[Stored records]
....................

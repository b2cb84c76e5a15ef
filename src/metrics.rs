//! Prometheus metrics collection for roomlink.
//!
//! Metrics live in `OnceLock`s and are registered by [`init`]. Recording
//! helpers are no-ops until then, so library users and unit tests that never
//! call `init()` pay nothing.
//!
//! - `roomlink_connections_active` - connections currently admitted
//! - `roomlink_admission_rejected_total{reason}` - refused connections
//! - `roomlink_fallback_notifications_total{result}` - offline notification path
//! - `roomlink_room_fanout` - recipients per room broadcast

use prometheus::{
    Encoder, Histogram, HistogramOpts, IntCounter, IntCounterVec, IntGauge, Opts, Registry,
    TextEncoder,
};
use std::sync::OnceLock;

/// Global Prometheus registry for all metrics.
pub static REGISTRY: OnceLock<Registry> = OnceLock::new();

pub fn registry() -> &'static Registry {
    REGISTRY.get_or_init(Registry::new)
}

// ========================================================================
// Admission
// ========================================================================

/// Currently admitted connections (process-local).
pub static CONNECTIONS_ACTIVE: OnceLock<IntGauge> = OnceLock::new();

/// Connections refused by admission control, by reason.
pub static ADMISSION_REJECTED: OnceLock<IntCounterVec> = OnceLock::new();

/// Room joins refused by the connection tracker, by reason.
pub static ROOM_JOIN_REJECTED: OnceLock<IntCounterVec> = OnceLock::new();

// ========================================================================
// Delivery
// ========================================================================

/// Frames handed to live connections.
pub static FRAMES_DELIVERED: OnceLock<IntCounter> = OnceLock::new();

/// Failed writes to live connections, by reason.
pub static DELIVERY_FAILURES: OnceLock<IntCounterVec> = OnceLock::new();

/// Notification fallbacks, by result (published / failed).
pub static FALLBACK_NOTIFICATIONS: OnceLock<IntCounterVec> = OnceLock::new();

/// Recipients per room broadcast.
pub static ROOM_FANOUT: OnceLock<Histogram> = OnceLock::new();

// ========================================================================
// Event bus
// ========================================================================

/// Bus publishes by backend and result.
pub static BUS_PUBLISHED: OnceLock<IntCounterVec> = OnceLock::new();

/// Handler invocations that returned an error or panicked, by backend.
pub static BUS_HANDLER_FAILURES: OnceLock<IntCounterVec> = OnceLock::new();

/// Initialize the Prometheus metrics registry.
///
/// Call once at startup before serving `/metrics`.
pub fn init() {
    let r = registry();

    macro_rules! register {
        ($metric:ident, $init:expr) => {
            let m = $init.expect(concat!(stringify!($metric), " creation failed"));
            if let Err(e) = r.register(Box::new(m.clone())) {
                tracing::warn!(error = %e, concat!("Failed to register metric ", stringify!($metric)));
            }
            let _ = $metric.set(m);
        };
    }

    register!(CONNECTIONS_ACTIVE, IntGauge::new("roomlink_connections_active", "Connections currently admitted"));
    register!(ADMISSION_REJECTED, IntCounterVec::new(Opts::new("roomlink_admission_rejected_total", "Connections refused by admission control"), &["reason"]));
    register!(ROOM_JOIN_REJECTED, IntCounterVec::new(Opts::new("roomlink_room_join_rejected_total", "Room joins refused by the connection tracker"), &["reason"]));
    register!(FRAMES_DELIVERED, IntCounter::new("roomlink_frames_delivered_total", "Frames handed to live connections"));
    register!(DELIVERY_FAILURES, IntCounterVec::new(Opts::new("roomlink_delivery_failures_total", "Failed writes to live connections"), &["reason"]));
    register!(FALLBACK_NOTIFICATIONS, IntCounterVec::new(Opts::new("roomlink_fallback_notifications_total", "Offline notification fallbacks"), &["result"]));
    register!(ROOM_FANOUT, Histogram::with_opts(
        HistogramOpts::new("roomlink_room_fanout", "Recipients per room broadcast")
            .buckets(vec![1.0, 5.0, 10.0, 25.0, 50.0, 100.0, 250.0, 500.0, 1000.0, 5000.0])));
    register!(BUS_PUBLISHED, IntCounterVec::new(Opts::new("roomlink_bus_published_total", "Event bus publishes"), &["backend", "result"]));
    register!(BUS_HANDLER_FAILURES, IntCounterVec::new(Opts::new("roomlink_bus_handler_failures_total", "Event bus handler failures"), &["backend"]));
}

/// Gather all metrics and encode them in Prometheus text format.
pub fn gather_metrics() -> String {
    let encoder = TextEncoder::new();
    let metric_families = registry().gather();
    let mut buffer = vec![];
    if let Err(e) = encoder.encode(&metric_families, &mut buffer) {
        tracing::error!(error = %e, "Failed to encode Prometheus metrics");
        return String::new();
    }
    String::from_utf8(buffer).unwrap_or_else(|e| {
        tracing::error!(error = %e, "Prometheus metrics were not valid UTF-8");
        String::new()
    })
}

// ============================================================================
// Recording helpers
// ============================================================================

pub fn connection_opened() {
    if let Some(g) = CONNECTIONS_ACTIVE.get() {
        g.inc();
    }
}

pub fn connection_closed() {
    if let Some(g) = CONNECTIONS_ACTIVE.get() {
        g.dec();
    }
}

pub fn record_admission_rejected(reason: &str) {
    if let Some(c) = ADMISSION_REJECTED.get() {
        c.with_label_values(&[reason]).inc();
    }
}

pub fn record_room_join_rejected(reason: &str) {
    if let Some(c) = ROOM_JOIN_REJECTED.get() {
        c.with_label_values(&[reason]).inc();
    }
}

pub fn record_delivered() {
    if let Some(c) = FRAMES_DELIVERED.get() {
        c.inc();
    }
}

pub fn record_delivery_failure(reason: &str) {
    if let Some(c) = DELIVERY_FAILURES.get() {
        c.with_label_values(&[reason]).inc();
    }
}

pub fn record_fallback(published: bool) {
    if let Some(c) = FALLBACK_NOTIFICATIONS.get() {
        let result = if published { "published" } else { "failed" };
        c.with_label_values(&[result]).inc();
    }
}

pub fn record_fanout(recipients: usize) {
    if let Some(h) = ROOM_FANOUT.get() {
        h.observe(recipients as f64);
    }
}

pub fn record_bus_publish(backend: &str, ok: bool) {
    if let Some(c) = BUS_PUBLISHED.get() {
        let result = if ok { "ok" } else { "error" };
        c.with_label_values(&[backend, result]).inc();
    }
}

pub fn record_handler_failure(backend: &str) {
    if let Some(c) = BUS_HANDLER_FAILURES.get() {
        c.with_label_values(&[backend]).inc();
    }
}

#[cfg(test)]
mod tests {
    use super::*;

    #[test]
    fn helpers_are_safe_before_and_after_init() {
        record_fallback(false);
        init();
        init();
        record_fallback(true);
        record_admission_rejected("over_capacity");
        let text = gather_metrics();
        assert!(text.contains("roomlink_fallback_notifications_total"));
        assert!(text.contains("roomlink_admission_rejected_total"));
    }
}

....................

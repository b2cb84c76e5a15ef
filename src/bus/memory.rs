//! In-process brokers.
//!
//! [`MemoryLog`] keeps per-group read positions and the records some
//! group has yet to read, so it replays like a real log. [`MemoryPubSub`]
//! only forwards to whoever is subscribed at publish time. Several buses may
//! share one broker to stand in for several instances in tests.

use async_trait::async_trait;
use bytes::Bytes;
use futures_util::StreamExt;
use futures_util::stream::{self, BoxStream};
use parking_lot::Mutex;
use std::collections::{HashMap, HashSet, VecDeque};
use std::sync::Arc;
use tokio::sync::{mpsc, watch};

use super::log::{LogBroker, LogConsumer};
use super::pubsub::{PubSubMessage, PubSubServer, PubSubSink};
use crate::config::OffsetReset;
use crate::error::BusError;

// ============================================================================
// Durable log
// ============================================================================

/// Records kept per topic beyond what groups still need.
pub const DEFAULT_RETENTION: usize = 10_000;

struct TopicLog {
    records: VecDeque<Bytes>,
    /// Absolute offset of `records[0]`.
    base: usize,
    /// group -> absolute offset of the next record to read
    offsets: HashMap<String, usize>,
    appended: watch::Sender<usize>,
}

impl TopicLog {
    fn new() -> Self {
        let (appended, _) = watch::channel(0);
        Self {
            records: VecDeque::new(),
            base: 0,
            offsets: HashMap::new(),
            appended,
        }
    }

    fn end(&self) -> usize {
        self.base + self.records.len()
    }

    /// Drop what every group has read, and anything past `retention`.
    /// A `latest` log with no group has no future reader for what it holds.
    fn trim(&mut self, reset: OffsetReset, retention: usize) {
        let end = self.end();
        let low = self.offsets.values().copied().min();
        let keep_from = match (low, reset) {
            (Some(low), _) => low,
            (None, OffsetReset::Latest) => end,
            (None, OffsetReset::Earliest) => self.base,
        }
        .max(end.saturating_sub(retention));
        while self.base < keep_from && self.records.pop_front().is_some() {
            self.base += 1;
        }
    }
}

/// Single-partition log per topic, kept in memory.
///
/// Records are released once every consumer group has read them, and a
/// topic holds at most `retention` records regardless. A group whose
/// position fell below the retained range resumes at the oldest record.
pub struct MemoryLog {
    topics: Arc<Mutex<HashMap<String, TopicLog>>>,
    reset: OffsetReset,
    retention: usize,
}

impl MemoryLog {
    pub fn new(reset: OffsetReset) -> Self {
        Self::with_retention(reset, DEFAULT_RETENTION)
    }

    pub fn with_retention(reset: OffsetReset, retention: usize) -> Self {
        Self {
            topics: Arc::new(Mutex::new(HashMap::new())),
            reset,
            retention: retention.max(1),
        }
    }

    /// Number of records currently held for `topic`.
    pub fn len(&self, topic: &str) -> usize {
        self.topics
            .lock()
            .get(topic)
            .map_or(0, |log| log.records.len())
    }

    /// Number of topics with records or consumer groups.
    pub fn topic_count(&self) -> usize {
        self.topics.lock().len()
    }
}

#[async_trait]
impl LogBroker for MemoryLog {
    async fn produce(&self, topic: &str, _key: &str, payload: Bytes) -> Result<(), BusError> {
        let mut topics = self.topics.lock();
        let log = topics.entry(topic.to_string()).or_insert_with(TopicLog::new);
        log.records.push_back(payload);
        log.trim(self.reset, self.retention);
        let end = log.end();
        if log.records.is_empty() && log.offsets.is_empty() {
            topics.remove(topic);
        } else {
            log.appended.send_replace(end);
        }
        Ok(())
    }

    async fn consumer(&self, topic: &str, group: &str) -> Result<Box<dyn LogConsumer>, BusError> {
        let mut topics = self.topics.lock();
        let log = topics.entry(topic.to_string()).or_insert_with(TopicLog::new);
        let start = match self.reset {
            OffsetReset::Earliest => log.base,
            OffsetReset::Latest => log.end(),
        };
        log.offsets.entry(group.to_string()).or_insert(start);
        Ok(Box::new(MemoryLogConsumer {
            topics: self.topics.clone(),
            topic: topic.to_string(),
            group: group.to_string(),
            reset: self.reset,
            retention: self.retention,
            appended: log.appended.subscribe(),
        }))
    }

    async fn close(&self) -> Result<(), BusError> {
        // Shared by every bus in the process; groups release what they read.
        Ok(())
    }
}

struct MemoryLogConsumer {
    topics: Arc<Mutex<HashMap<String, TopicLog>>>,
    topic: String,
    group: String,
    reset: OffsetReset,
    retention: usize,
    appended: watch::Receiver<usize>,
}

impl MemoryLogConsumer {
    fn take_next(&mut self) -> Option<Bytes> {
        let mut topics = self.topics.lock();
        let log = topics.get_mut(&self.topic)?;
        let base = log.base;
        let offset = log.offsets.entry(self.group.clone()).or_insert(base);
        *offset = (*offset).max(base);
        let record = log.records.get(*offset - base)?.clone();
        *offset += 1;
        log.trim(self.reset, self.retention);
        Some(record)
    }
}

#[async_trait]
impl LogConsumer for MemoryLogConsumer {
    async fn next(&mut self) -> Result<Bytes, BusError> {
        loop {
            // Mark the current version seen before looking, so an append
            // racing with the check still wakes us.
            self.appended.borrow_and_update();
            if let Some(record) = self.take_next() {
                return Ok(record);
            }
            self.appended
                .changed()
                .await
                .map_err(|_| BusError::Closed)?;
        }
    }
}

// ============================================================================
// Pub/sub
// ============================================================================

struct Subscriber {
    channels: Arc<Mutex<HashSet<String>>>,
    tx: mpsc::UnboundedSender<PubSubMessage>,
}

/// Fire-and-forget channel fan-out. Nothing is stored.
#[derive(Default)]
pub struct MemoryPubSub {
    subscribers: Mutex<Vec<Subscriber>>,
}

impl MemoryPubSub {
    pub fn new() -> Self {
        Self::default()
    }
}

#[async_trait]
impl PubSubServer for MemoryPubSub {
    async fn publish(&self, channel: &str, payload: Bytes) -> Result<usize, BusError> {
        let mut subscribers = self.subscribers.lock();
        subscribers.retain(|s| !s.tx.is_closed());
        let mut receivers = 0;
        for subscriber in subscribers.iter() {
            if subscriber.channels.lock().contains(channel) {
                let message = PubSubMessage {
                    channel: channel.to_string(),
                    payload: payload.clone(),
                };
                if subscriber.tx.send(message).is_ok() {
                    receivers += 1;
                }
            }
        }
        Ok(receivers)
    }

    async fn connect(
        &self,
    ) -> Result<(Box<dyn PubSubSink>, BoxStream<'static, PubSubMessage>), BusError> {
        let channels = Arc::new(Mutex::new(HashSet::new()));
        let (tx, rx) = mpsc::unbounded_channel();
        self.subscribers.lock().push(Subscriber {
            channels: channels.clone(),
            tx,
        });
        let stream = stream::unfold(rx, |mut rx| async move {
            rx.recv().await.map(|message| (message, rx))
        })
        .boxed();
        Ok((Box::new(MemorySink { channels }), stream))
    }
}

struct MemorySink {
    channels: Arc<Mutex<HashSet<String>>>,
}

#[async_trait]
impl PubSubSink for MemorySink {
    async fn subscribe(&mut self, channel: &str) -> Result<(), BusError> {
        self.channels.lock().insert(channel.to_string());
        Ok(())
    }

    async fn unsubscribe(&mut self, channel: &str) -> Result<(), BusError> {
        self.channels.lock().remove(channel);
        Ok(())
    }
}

....................

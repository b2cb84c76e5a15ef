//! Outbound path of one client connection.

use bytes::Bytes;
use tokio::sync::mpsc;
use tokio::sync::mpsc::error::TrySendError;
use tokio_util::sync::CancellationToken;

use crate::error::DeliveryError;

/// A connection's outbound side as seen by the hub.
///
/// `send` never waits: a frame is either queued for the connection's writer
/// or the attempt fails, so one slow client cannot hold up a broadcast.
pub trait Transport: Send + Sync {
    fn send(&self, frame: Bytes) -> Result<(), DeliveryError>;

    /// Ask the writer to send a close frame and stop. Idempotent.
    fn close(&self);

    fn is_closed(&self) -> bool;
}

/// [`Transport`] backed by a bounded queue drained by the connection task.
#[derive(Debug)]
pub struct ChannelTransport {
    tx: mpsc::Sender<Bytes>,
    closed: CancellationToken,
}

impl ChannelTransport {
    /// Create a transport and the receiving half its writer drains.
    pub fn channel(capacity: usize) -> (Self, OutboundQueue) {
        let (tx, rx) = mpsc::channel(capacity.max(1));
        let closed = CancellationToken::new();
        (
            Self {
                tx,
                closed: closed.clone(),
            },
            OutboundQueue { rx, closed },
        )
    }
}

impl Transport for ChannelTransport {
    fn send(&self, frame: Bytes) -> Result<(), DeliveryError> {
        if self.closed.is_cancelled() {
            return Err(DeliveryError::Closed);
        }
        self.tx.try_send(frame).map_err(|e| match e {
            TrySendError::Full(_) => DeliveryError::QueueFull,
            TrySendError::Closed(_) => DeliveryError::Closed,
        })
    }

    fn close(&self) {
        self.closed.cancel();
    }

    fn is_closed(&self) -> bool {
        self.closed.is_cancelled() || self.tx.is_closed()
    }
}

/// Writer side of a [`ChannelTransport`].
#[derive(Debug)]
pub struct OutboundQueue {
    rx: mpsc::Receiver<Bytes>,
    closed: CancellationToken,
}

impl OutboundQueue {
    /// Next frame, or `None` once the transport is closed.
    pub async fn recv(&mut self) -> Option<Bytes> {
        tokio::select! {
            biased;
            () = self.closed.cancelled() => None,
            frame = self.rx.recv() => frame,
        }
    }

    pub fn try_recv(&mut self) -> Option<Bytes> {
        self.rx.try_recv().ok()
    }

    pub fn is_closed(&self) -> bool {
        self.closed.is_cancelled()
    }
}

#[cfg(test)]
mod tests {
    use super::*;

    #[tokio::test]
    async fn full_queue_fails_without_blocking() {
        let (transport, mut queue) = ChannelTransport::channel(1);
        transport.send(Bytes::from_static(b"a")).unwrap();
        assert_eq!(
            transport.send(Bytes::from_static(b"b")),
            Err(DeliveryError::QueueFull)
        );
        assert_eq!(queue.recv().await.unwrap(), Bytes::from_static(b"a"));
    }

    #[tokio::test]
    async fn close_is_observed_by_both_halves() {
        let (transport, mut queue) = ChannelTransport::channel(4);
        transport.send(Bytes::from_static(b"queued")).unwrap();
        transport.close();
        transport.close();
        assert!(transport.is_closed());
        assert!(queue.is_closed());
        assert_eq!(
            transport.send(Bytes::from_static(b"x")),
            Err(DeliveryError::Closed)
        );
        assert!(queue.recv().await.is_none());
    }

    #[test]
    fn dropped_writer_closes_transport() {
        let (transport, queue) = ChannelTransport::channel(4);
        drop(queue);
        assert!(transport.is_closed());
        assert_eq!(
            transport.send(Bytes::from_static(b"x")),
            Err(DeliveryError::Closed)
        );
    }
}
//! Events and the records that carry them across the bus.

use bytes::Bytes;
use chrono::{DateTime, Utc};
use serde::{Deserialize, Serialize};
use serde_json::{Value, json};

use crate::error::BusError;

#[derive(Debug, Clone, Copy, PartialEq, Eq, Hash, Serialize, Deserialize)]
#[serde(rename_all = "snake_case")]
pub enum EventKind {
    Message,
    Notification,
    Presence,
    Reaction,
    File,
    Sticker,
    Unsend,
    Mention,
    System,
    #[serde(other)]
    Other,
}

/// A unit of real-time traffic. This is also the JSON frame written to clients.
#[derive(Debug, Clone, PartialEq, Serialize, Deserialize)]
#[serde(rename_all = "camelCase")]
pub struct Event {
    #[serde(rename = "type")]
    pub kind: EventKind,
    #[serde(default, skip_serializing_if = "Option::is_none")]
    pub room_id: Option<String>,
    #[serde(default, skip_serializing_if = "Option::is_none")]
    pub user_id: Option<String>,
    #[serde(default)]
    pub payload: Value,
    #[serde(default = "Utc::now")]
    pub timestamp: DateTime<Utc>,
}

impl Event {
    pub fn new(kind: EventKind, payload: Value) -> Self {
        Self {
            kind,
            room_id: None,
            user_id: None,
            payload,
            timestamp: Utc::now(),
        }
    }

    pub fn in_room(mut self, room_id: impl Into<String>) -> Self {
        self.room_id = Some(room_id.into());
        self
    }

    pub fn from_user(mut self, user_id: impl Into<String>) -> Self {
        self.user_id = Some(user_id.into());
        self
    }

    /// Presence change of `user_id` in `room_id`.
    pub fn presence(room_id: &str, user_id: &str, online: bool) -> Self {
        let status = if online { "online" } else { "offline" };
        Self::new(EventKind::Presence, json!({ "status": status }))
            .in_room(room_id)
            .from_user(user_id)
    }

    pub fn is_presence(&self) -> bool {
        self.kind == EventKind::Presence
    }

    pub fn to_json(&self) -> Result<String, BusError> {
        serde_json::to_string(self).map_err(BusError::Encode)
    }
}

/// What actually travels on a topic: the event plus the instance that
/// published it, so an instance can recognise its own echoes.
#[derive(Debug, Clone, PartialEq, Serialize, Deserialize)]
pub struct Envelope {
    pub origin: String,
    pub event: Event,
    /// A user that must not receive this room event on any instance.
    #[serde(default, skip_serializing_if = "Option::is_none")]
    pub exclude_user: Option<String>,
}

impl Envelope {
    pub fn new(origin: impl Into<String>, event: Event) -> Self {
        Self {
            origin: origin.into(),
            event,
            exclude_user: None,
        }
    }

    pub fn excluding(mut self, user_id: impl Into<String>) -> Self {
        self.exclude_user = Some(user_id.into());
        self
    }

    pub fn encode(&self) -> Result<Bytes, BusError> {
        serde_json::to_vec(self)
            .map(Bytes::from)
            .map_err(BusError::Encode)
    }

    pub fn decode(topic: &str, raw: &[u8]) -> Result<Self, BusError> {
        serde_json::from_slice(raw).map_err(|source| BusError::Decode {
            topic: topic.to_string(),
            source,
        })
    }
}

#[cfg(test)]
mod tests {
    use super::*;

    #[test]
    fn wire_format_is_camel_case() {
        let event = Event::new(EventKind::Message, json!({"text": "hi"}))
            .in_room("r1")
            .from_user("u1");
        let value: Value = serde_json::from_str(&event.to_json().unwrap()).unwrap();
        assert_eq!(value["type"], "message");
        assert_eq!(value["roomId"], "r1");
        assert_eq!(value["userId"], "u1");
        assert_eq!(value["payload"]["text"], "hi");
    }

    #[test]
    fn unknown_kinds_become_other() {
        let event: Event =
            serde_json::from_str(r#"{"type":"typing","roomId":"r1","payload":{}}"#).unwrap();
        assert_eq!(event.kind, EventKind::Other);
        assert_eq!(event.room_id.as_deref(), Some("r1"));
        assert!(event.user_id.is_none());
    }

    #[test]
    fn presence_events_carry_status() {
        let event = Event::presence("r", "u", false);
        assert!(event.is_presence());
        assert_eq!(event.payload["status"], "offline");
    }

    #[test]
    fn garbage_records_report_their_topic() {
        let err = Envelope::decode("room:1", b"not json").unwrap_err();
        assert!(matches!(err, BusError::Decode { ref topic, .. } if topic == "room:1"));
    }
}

....................

**Directions**.
Could you set down, word for word, only the lines above from the line with "return Ok(record);" to the line with "pub fn new()", including both?

**Task result**.
                return Ok(record);
            }
            self.appended
                .changed()
                .await
                .map_err(|_| BusError::Closed)?;
        }
    }
}

// ============================================================================
// Pub/sub
// ============================================================================

struct Subscriber {
    channels: Arc<Mutex<HashSet<String>>>,
    tx: mpsc::UnboundedSender<PubSubMessage>,
}

/// Fire-and-forget channel fan-out. Nothing is stored.
#[derive(Default)]
pub struct MemoryPubSub {
    subscribers: Mutex<Vec<Subscriber>>,
}

impl MemoryPubSub {
    pub fn new() -> Self {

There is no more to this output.